Statistical analysis was conducted using SPSS version 11.5. Descriptive statistics such as mean, range and standard deviation have been used to summarize the baseline clinical and demographic profile of the patient. Categorical data was analyzed using Chi –square test and Fischer‘s exact test. Parametric data was analyzed using analysis of variance (ANOVA) with post hoc analysis (least square difference)
Both the groups were comparable with respect to age, weight and male:female ratio.(Table 2)
Patients in group A had significant pain compared to patients in groups B(Table 3).
In group A the incidence of pain was 63% compared to 15% in group B (?2 = 48.242 ,p< 0.001).

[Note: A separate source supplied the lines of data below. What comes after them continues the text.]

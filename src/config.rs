use crate::access::FetchPolicy;
use anyhow::{Context, Result};
use clap::Parser;
use indexmap::IndexMap;
use serde::Deserialize;
use serde_json::Value;
use std::fs;
use std::net::{Ipv4Addr, SocketAddr};
use std::path::{Path, PathBuf};
use std::time::Duration;

const DEFAULT_HTTP_BIND: SocketAddr = SocketAddr::new(
    std::net::IpAddr::V4(Ipv4Addr::new(127, 0, 0, 1)),
    8000,
);
const DEFAULT_SERVICE_NAME: &str = "JSON uplift gateway";
const DEFAULT_PROFILES_TTL_SECS: u64 = 60;
const DEFAULT_FETCH_TIMEOUT_SECS: u64 = 30;
const DEFAULT_SHUTDOWN_TIMEOUT_SECS: u64 = 30;

/// Origins allowed by the CORS layer.
#[derive(Debug, Clone, PartialEq, Eq)]
pub enum CorsOrigins {
    Any,
    List(Vec<String>),
}

impl CorsOrigins {
    fn from_list(origins: Vec<String>) -> Self {
        let origins: Vec<String> = origins
            .into_iter()
            .map(|o| o.trim().to_string())
            .filter(|o| !o.is_empty())
            .collect();
        if origins.is_empty() || origins.iter().any(|o| o == "*") {
            CorsOrigins::Any
        } else {
            CorsOrigins::List(origins)
        }
    }
}

#[derive(Debug, Clone)]
pub struct ServerConfig {
    pub http_bind_address: SocketAddr,
    /// Name reported by the identity endpoint
    pub service_name: String,
    /// Prefix the router is mounted under; empty or `/segment...` without a trailing slash
    pub root_path: String,
    /// Policy for document and context fetches made by the gateway
    pub remote_fetch: FetchPolicy,
    /// Policy for context dereferencing inside the engine
    pub context_fetch: FetchPolicy,
    pub cors_origins: CorsOrigins,
    pub profile_sources: Vec<String>,
    /// Artifact URL prefix to local directory
    pub artifact_mappings: IndexMap<String, PathBuf>,
    pub profiles_ttl: Duration,
    pub fetch_timeout: Duration,
    pub shutdown_timeout: Duration,
}

impl Default for ServerConfig {
    fn default() -> Self {
        Self {
            http_bind_address: DEFAULT_HTTP_BIND,
            service_name: DEFAULT_SERVICE_NAME.to_string(),
            root_path: String::new(),
            remote_fetch: FetchPolicy::Disabled,
            context_fetch: FetchPolicy::Open,
            cors_origins: CorsOrigins::Any,
            profile_sources: Vec::new(),
            artifact_mappings: IndexMap::new(),
            profiles_ttl: Duration::from_secs(DEFAULT_PROFILES_TTL_SECS),
            fetch_timeout: Duration::from_secs(DEFAULT_FETCH_TIMEOUT_SECS),
            shutdown_timeout: Duration::from_secs(DEFAULT_SHUTDOWN_TIMEOUT_SECS),
        }
    }
}

impl ServerConfig {
    pub fn from_args(args: CliArgs) -> Result<Self> {
        let CliArgs {
            config,
            http_bind: cli_http_bind,
            service_name: cli_service_name,
            root_path: cli_root_path,
            remote_fetch_allowed: cli_remote_fetch,
            context_fetch_whitelist: cli_context_fetch,
            cors_allow_origins: cli_cors,
            profile_sources: cli_profile_sources,
            artifact_mappings: cli_artifact_mappings,
            profiles_ttl_seconds: cli_profiles_ttl,
            fetch_timeout_secs: cli_fetch_timeout,
            shutdown_timeout_secs: cli_shutdown_timeout,
        } = args;

        let file_config = if let Some(path) = config.as_ref() {
            load_config_file(path)?
        } else {
            PartialConfig::default()
        };

        let PartialConfig {
            http_bind: file_http_bind,
            service_name: file_service_name,
            root_path: file_root_path,
            remote_fetch_allowed: file_remote_fetch,
            remote_context_fetch_whitelist: file_context_fetch,
            cors_allow_origins: file_cors,
            profile_sources: file_profile_sources,
            profile_local_artifacts_mappings: file_artifact_mappings,
            profiles_ttl_seconds: file_profiles_ttl,
            fetch_timeout_secs: file_fetch_timeout,
            shutdown_timeout_secs: file_shutdown_timeout,
        } = file_config;

        let remote_fetch = match (cli_remote_fetch, file_remote_fetch) {
            (Some(raw), _) => FetchPolicy::from_allow_setting(&raw)
                .context("invalid REMOTE_FETCH_ALLOWED")?,
            (None, Some(value)) => FetchPolicy::from_allow_value(&value)
                .context("invalid remote_fetch_allowed in config file")?,
            (None, None) => FetchPolicy::Disabled,
        };

        let context_fetch = match (cli_context_fetch, file_context_fetch) {
            (Some(raw), _) => FetchPolicy::from_context_setting(&raw)
                .context("invalid REMOTE_CONTEXT_FETCH_WHITELIST")?,
            (None, Some(value)) => FetchPolicy::from_context_value(&value)
                .context("invalid remote_context_fetch_whitelist in config file")?,
            (None, None) => FetchPolicy::Open,
        };

        let artifact_mappings = match (cli_artifact_mappings, file_artifact_mappings) {
            (Some(raw), _) => parse_artifact_mappings(&raw)?,
            (None, Some(mappings)) => mappings,
            (None, None) => IndexMap::new(),
        };

        let profile_sources = cli_profile_sources
            .or(file_profile_sources)
            .unwrap_or_default()
            .into_iter()
            .map(|source| source.trim().to_string())
            .filter(|source| !source.is_empty())
            .collect();

        let cors_origins = CorsOrigins::from_list(
            cli_cors
                .or(file_cors)
                .unwrap_or_else(|| vec!["*".to_string()]),
        );

        let fetch_timeout = cli_fetch_timeout
            .or(file_fetch_timeout)
            .unwrap_or(DEFAULT_FETCH_TIMEOUT_SECS);
        anyhow::ensure!(fetch_timeout > 0, "fetch timeout must be at least one second");

        Ok(Self {
            http_bind_address: cli_http_bind.or(file_http_bind).unwrap_or(DEFAULT_HTTP_BIND),
            service_name: cli_service_name
                .or(file_service_name)
                .unwrap_or_else(|| DEFAULT_SERVICE_NAME.to_string()),
            root_path: normalize_root_path(
                cli_root_path.or(file_root_path).as_deref().unwrap_or(""),
            ),
            remote_fetch,
            context_fetch,
            cors_origins,
            profile_sources,
            artifact_mappings,
            profiles_ttl: Duration::from_secs(
                cli_profiles_ttl
                    .or(file_profiles_ttl)
                    .unwrap_or(DEFAULT_PROFILES_TTL_SECS),
            ),
            fetch_timeout: Duration::from_secs(fetch_timeout),
            shutdown_timeout: Duration::from_secs(
                cli_shutdown_timeout
                    .or(file_shutdown_timeout)
                    .unwrap_or(DEFAULT_SHUTDOWN_TIMEOUT_SECS),
            ),
        })
    }

    /// Log the effective configuration at startup.
    pub fn log_summary(&self) {
        tracing::info!(
            bind = %self.http_bind_address,
            root_path = %self.root_path,
            remote_fetch = self.remote_fetch.type_name(),
            context_fetch = self.context_fetch.type_name(),
            cors = ?self.cors_origins,
            profile_sources = ?self.profile_sources,
            profiles_ttl_secs = self.profiles_ttl.as_secs(),
            "effective configuration"
        );
        if matches!(self.context_fetch, FetchPolicy::Open) {
            tracing::warn!("engine context fetching is open to any URL");
        }
    }
}

/// `"/api/"` becomes `"/api"`, `"/"` and `""` become `""`.
pub fn normalize_root_path(raw: &str) -> String {
    let trimmed = raw.trim().trim_end_matches('/');
    if trimmed.is_empty() {
        String::new()
    } else if trimmed.starts_with('/') {
        trimmed.to_string()
    } else {
        format!("/{trimmed}")
    }
}

fn parse_artifact_mappings(raw: &str) -> Result<IndexMap<String, PathBuf>> {
    let raw = raw.trim();
    if raw.is_empty() {
        return Ok(IndexMap::new());
    }
    serde_json::from_str(raw).context(
        "PROFILE_LOCAL_ARTIFACTS_MAPPINGS must be a JSON object of URL prefix to directory",
    )
}

#[derive(Parser, Debug, Default, Clone)]
#[command(
    name = "uplift-gateway",
    about = "JSON to linked data uplift gateway",
    version
)]
pub struct CliArgs {
    #[arg(
        long,
        value_name = "FILE",
        help = "Path to a configuration file (YAML or JSON)",
        global = true
    )]
    pub config: Option<PathBuf>,

    #[arg(
        long,
        env = "UPLIFT_HTTP_BIND",
        value_name = "ADDR",
        help = "HTTP bind address"
    )]
    pub http_bind: Option<SocketAddr>,

    #[arg(
        long,
        env = "UPLIFT_SERVICE_NAME",
        value_name = "NAME",
        help = "Name reported by the identity endpoint"
    )]
    pub service_name: Option<String>,

    #[arg(
        long,
        env = "BACKEND_ROOT_PATH",
        value_name = "PATH",
        help = "Path prefix the API is served under"
    )]
    pub root_path: Option<String>,

    #[arg(
        long,
        env = "REMOTE_FETCH_ALLOWED",
        value_name = "PATTERNS",
        help = "Regular expression, or JSON array of them, for URLs the gateway may fetch"
    )]
    pub remote_fetch_allowed: Option<String>,

    #[arg(
        long,
        env = "REMOTE_CONTEXT_FETCH_WHITELIST",
        value_name = "JSON",
        help = "JSON array of context URLs the engine may dereference"
    )]
    pub context_fetch_whitelist: Option<String>,

    #[arg(
        long,
        env = "CORS_ALLOW_ORIGINS",
        value_name = "ORIGIN",
        value_delimiter = ',',
        help = "Comma-separated list of allowed CORS origins"
    )]
    pub cors_allow_origins: Option<Vec<String>>,

    #[arg(
        long,
        env = "PROFILE_SOURCES",
        value_name = "SOURCE",
        value_delimiter = ',',
        help = "Comma-separated profile source files, directories, globs or URLs"
    )]
    pub profile_sources: Option<Vec<String>>,

    #[arg(
        long,
        env = "PROFILE_LOCAL_ARTIFACTS_MAPPINGS",
        value_name = "JSON",
        help = "JSON object mapping artifact URL prefixes to local directories"
    )]
    pub artifact_mappings: Option<String>,

    #[arg(
        long,
        env = "PROFILES_TTL_SECONDS",
        value_name = "SECS",
        help = "Seconds a built profile registry is reused",
        value_parser = clap::value_parser!(u64)
    )]
    pub profiles_ttl_seconds: Option<u64>,

    #[arg(
        long,
        env = "UPLIFT_FETCH_TIMEOUT_SECS",
        value_name = "SECS",
        help = "Timeout for remote fetches",
        value_parser = clap::value_parser!(u64)
    )]
    pub fetch_timeout_secs: Option<u64>,

    #[arg(
        long,
        env = "UPLIFT_SHUTDOWN_TIMEOUT_SECS",
        value_name = "SECS",
        help = "Time allowed for in-flight requests on shutdown",
        value_parser = clap::value_parser!(u64)
    )]
    pub shutdown_timeout_secs: Option<u64>,
}

#[derive(Debug, Default, Deserialize)]
struct PartialConfig {
    http_bind: Option<SocketAddr>,
    service_name: Option<String>,
    root_path: Option<String>,
    remote_fetch_allowed: Option<Value>,
    remote_context_fetch_whitelist: Option<Value>,
    cors_allow_origins: Option<Vec<String>>,
    profile_sources: Option<Vec<String>>,
    profile_local_artifacts_mappings: Option<IndexMap<String, PathBuf>>,
    profiles_ttl_seconds: Option<u64>,
    fetch_timeout_secs: Option<u64>,
    shutdown_timeout_secs: Option<u64>,
}

fn load_config_file(path: &Path) -> Result<PartialConfig> {
    if !path.exists() {
        anyhow::bail!("config file {:?} does not exist", path);
    }
    let contents = fs::read_to_string(path)
        .with_context(|| format!("failed to read config file {:?}", path))?;
    let ext = path
        .extension()
        .and_then(|os| os.to_str())
        .unwrap_or("")
        .to_ascii_lowercase();

    let parsed = match ext.as_str() {
        "yaml" | "yml" => serde_yaml::from_str(&contents)
            .with_context(|| format!("failed to parse YAML config {:?}", path))?,
        "json" => serde_json::from_str(&contents)
            .with_context(|| format!("failed to parse JSON config {:?}", path))?,
        other => anyhow::bail!("unsupported config extension: {other}"),
    };
    Ok(parsed)
}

There was also significant difference in incidence of severity of pain between groups A and B (Table 4).
In this study patients receiving propofol MCT/LCT premixed with lignocaine had significantly less pain on injection than LCT/MCT formulations of propofol.
Several mechanisms of pain on injection have been suggested, but investigations have shown that the free concentration of propofol in the aqueous phase may be the most important factor.(6,10,11) Emulsions of MCT/LCT, although maintaining similar pharmacological properties as standard propofol have smaller propofol concentrations in the aqueous phase.(5)
Rau et al.(12) reported that 37.8% patients receiving propofol MCT/LCT were painfree and of the patients who had pain none graded it as severe. Kam et al.(13) have reported a similar incidence of pain on injection, 38% in patients receiving propofol MCT/LCT compared to 36% in patients receiving propofol LCT. Larsen et al.(14) have shown a lower incidence of pain on injection in patients receiving propofol MCT/LCT (37%) compared to patients receiving propofol LCT(64%).Yew et al.(15) have reported a incidence of 24% in patients receiving propofol LCT premixed with lignocaine and propofol MCT/LCT emulsion.
In our study the incidence of pain with propofol MCT/LCT was 63%.
Schaub et al.(7) have reported a 47% incidence of pain with propofol MCT/LCT compared to 24 % in patients receiving propofol LCT with lignocaine pretreatment. Nyman et al(8) in their study in paediatric patients have reported 33.3% patients having pain free propofol injection in propofol MCT/LCT group compared to 61% patients having pain free propofol injection in propofol LCT premixed with lignocaine group. Adam et al.(9) have reported that patients receiving propofol MCT/LCT had a higher verbal analogue scale(VAS) as compared to patients receiving propofol LCT with lignocaine.
We found that mixing propofol MCT/LCT with lignocaine was effective in significantly reducing the incidence of pain from 63% in propofol MCT/LCT to 15% in propofol MCT/LCT with lignocaine.
Yew et al(15) have reported a decrease in pain on injection from 24% to 4% in patients receiving propofol MCT/LCT mixed with lignocaine. Kunitz et al.(16) have also suggested that addition of lignocaine to propofol MCT/LCT seems to have an additive effect to reduce propofol injection pain.
In, conclusion propofol MCT/LCT alone does not provide any advantage to reduce pain on injection in comparison to propofol MCT/LCT premixed with lignocaine. Further studies need to be done to establish the role of this new propofol MCL/LCT emulsion on propofol injection pain.